- TASK DESCRIPTION
Using the entries below, return word for word the lines from the one containing "let params = TransformParams::new()" up to and including the last.

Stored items
+++++

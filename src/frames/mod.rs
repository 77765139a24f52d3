//! Frame addressing: ids, per-source frame lists, selection and pixel lookup.

pub mod address;
pub mod index;
pub mod resolver;
pub mod selection;

pub use address::FrameAddress;
pub use index::{build, FrameDescriptor};
pub use resolver::resolve;
pub use selection::{FrameRef, FrameSelection};
use criterion::{black_box, criterion_group, criterion_main, BenchmarkId, Criterion};
use octslice::core::{PixelBuffer, Samples};
use octslice::processing::{process, CropRect, TransformParams};

fn slice_u16(width: u32, height: u32) -> PixelBuffer {
    let samples = (0..width * height).map(|v| (v % 4096) as u16).collect();
    PixelBuffer::gray(width, height, Samples::U16(samples)).expect("valid slice")
}

fn slice_f32(width: u32, height: u32) -> PixelBuffer {
    let samples = (0..width * height).map(|v| (v as f32).sin()).collect();
    PixelBuffer::gray(width, height, Samples::F32(samples)).expect("valid slice")
}

fn bench_normalize(c: &mut Criterion) {
    let mut group = c.benchmark_group("normalize");
    for &(width, height) in &[(512u32, 496u32), (1024, 885)] {
        let u16_slice = slice_u16(width, height);
        let f32_slice = slice_f32(width, height);
        let label = format!("{}x{}", width, height);

        group.bench_with_input(BenchmarkId::new("u16", &label), &u16_slice, |b, slice| {
            b.iter(|| black_box(slice).normalize())
        });
        group.bench_with_input(BenchmarkId::new("f32", &label), &f32_slice, |b, slice| {
            b.iter(|| black_box(slice).normalize())
        });
    }
    group.finish();
}

fn bench_transform(c: &mut Criterion) {
    let image = slice_u16(1024, 885).normalize().expect("normalizes");
    let mut group = c.benchmark_group("transform");

    for rotation in [0, 90, 180, 270] {
        let params = TransformParams::new()
            .with_rotation(rotation)
            .with_crop(CropRect::new(100, 100, 512, 512));
        group.bench_with_input(BenchmarkId::new("rotate_crop", rotation), &params, |b, params| {
            b.iter(|| process(black_box(&image), params))
        });
    }
    group.finish();
}

criterion_group!(benches, bench_normalize, bench_transform);
criterion_main!(benches);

+++++

- ANSWER AREA
        let params = TransformParams::new()
            .with_rotation(rotation)
            .with_crop(CropRect::new(100, 100, 512, 512));
        group.bench_with_input(BenchmarkId::new("rotate_crop", rotation), &params, |b, params| {
            b.iter(|| process(black_box(&image), params))
        });
    }
    group.finish();
}

criterion_group!(benches, bench_normalize, bench_transform);
criterion_main!(benches);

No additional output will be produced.